- Opening Delimiter -

//! Text-file operations
//!
//! Shared reading/writing helpers plus the line-editing and file-management
//! families built on them. All mutations preserve whether the file ended
//! with a trailing newline.

pub mod file_tools;
pub mod line_tools;

use std::fs;
use std::path::Path;

use crate::constants::fileops::{
    BINARY_SAMPLE_BYTES, MAX_READ_CHARS, MAX_READ_LINES,
};
use crate::error::CoreError;

/// Inclusive 1-based line range.
#[derive(Debug, Clone, Copy, PartialEq, Eq)]
pub struct LineRange {
    pub start: usize,
    pub end: usize,
}

/// Parse `"N-M"` or `"N"`. Zero-based and reversed ranges are rejected.
pub fn parse_range_spec(spec: &str) -> Result<LineRange, CoreError> {
    let s = spec.trim();
    if s.is_empty() {
        return Err(CoreError::input("empty range"));
    }
    if let Some((lhs, rhs)) = s.split_once('-') {
        let start: usize = lhs
            .trim()
            .parse()
            .map_err(|_| CoreError::Input(format!("invalid range values: {}", spec)))?;
        let end: usize = rhs
            .trim()
            .parse()
            .map_err(|_| CoreError::Input(format!("invalid range values: {}", spec)))?;
        if start < 1 || end < start {
            return Err(CoreError::Input(format!("invalid range values: {}", spec)));
        }
        return Ok(LineRange { start, end });
    }
    let line: usize = s
        .parse()
        .map_err(|_| CoreError::Input(format!("invalid line number: {}", spec)))?;
    if line < 1 {
        return Err(CoreError::Input(format!("invalid line number: {}", spec)));
    }
    Ok(LineRange {
        start: line,
        end: line,
    })
}

/// Parse a list of range specs separated by commas, semicolons or newlines.
pub fn parse_line_ranges(raw: &str) -> Result<Vec<LineRange>, CoreError> {
    let raw = raw.trim();
    if raw.is_empty() {
        return Err(CoreError::input("ranges cannot be empty"));
    }
    let mut out = Vec::new();
    for item in raw
        .split(|c| c == ',' || c == ';' || c == '\n')
        .map(str::trim)
        .filter(|s| !s.is_empty())
    {
        out.push(parse_range_spec(item)?);
    }
    out.sort_by(|a, b| a.start.cmp(&b.start).then(a.end.cmp(&b.end)));
    Ok(out)
}

/// Clamp a range against the file length. `start` past the end is an error;
/// `end` past the end is clamped.
pub fn normalize_range(start: usize, end: usize, max: usize) -> Result<(usize, usize), CoreError> {
    if start < 1 || end < start {
        return Err(CoreError::Input(format!("invalid line range {}-{}", start, end)));
    }
    if max == 0 {
        return Err(CoreError::input("target file is empty"));
    }
    if start > max {
        return Err(CoreError::Input(format!(
            "range start {} exceeds file length {}",
            start, max
        )));
    }
    Ok((start, end.min(max)))
}

/// Heuristic over the first ≤8 KiB: any NUL byte means binary, otherwise a
/// control-byte density above 10%.
pub fn looks_binary(data: &[u8]) -> bool {
    if data.is_empty() {
        return false;
    }
    let sample = &data[..data.len().min(BINARY_SAMPLE_BYTES)];
    let mut control = 0usize;
    for &b in sample {
        if b == 0 {
            return true;
        }
        if b < 0x09 || (b > 0x0D && b < 0x20) {
            control += 1;
        }
    }
    control as f64 / sample.len() as f64 > 0.10
}

/// Read a file as lines, remembering its trailing-newline style.
pub fn read_text_lines(path: &Path) -> Result<(Vec<String>, bool), CoreError> {
    let blob = fs::read(path)
        .map_err(|e| CoreError::Input(format!("failed to read file: {}", e)))?;
    let text = String::from_utf8_lossy(&blob);
    let had_trailing_newline = text.ends_with('\n');
    let mut lines: Vec<String> = text.split('\n').map(str::to_string).collect();
    if lines.last().map(|s| s.is_empty()).unwrap_or(false) {
        lines.pop();
    }
    Ok((lines, had_trailing_newline))
}

/// Write lines back, restoring the recorded trailing-newline style.
pub fn write_text_lines(
    path: &Path,
    lines: &[String],
    had_trailing_newline: bool,
) -> Result<(), CoreError> {
    let mut out = lines.join("\n");
    if had_trailing_newline || !lines.is_empty() {
        out.push('\n');
    }
    fs::write(path, out).map_err(|e| CoreError::Input(format!("failed to write file: {}", e)))
}

/// Read a file formatted as `"<lineno> | <text>"` lines, refusing binary
/// content and truncating at the configured line/char limits with a visible
/// footer naming which limit fired.
pub fn read_file_with_lines(path: &str, line_range: &str) -> Result<String, CoreError> {
    let blob = fs::read(path)
        .map_err(|e| CoreError::Input(format!("failed to open file: {}", e)))?;
    if looks_binary(&blob) {
        return Ok(format!(
            "Refused to read {}: detected binary/non-text content. Use tools like 'file', 'strings', or targeted commands.",
            path
        ));
    }

    let (start, end) = if line_range.trim().is_empty() {
        (1, usize::MAX)
    } else {
        let r = parse_range_spec(line_range)?;
        (r.start, r.end)
    };

    let text = String::from_utf8_lossy(&blob);
    let mut all: Vec<&str> = text.split('\n').collect();
    if text.ends_with('\n') {
        all.pop();
    }

    let mut out = String::new();
    let mut total_chars = 0usize;
    let mut emitted = 0usize;
    let mut line_limited = false;
    let mut char_limited = false;
    let mut last_line = 0usize;

    for (idx, raw) in all.iter().enumerate() {
        let lineno = idx + 1;
        if lineno < start {
            continue;
        }
        if lineno > end {
            break;
        }
        if emitted >= MAX_READ_LINES {
            line_limited = true;
            break;
        }
        let mut line = raw.trim_end_matches('\r').to_string();
        let line_chars = line.chars().count();
        if total_chars + line_chars > MAX_READ_CHARS {
            let remaining = MAX_READ_CHARS.saturating_sub(total_chars);
            if remaining > 0 {
                line = line.chars().take(remaining).collect();
                out.push_str(&format!("{} | {}\n", lineno, line));
                total_chars += line.chars().count();
                emitted += 1;
                last_line = lineno;
            }
            char_limited = true;
            break;
        }
        out.push_str(&format!("{} | {}\n", lineno, line));
        total_chars += line_chars;
        emitted += 1;
        last_line = lineno;
    }

    if line_limited || char_limited {
        out.push_str(&truncation_notice(
            path,
            last_line,
            total_chars,
            line_limited,
            char_limited,
        ));
    }

    if out.trim().is_empty() {
        return Ok("(Empty text file)".to_string());
    }
    Ok(out)
}

fn truncation_notice(
    path: &str,
    total_lines: usize,
    total_chars: usize,
    line_limited: bool,
    char_limited: bool,
) -> String {
    let mut reasons = Vec::new();
    if line_limited {
        reasons.push(format!("line limit ({})", MAX_READ_LINES));
    }
    if char_limited {
        reasons.push(format!("char limit ({})", MAX_READ_CHARS));
    }
    format!(
        "\n... [READ TRUNCATED: {} | file={} | read_lines={} read_chars={}] ...\n",
        reasons.join(", "),
        path,
        total_lines,
        total_chars
    )
}

#[derive(Debug, Clone, PartialEq, Eq)]
enum PatchOp {
    Delete,
    Replace(Vec<String>),
    InsertBefore(Vec<String>),
    InsertAfter(Vec<String>),
}

/// Apply the line-addressed patch syntax:
///
/// - `N--` delete line N
/// - `N++ text` replace line N (multi-line via `\n`, literal or real)
/// - `N<< text` insert before N, `N>> text` insert after N
/// - `0++` / `0<<` prepend, `00++` / `00>>` append
///
/// All addresses refer to the file as it was before the call; offsets from
/// earlier operations are handled here, never by the caller.
pub fn apply_file_patch(path: &str, patch_content: &str) -> Result<String, CoreError> {
    let p = Path::new(path);
    let (original_lines, _) = read_text_lines(p)?;

    let op_re = regex::Regex::new(r"^(\d+|00)(\+\+|--|<<|>>)\s?(.*)$").expect("static regex");

    let mut ops: std::collections::HashMap<String, PatchOp> = std::collections::HashMap::new();
    let mut last_target: Option<String> = None;

    for line in patch_content.lines() {
        if line.trim().is_empty() {
            continue;
        }
        let Some(caps) = op_re.captures(line) else {
            // Continuation of the previous operation's text (real newlines).
            if let Some(target) = &last_target {
                if let Some(op) = ops.get_mut(target) {
                    match op {
                        PatchOp::Replace(lines)
                        | PatchOp::InsertBefore(lines)
                        | PatchOp::InsertAfter(lines) => lines.push(line.to_string()),
                        PatchOp::Delete => {}
                    }
                }
            }
            continue;
        };

        let target = caps[1].to_string();
        let operator = &caps[2];
        let text = caps[3].replace("\\n", "\n");
        let lines: Vec<String> = if text.is_empty() {
            Vec::new()
        } else {
            text.split('\n').map(str::to_string).collect()
        };

        let op = match operator {
            "--" => PatchOp::Delete,
            "++" => match target.as_str() {
                "0" => PatchOp::InsertBefore(lines),
                "00" => PatchOp::InsertAfter(lines),
                _ => PatchOp::Replace(lines),
            },
            "<<" => PatchOp::InsertBefore(lines),
            ">>" => PatchOp::InsertAfter(lines),
            _ => unreachable!("regex admits four operators"),
        };
        ops.insert(target.clone(), op);
        last_target = Some(target);
    }

    let mut new_lines: Vec<String> = Vec::with_capacity(original_lines.len());

    if let Some(PatchOp::InsertBefore(lines)) = ops.get("0") {
        new_lines.extend(lines.iter().cloned());
    }

    for (i, line) in original_lines.iter().enumerate() {
        let key = (i + 1).to_string();
        match ops.get(&key) {
            Some(PatchOp::Delete) => continue,
            Some(PatchOp::Replace(lines)) => new_lines.extend(lines.iter().cloned()),
            Some(PatchOp::InsertBefore(lines)) => {
                new_lines.extend(lines.iter().cloned());
                new_lines.push(line.clone());
            }
            Some(PatchOp::InsertAfter(lines)) => {
                new_lines.push(line.clone());
                new_lines.extend(lines.iter().cloned());
            }
            None => new_lines.push(line.clone()),
        }
    }

    if let Some(PatchOp::InsertAfter(lines)) = ops.get("00") {
        new_lines.extend(lines.iter().cloned());
    }

    let mut final_content = new_lines.join("\n");
    if !final_content.ends_with('\n') {
        final_content.push('\n');
    }
    fs::write(p, final_content)
        .map_err(|e| CoreError::Input(format!("failed to save file: {}", e)))?;

    Ok(format!(
        "Successfully patched {}. Check content to verify.",
        path
    ))
}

- Closing Delimiter -

— REQUIRED ACTION —
Among the lines of the material, find those that hold the word "emitted" and copy them.

— TASK RESPONSE —
    let mut emitted = 0usize;
        if emitted >= MAX_READ_LINES {
                emitted += 1;
        emitted += 1;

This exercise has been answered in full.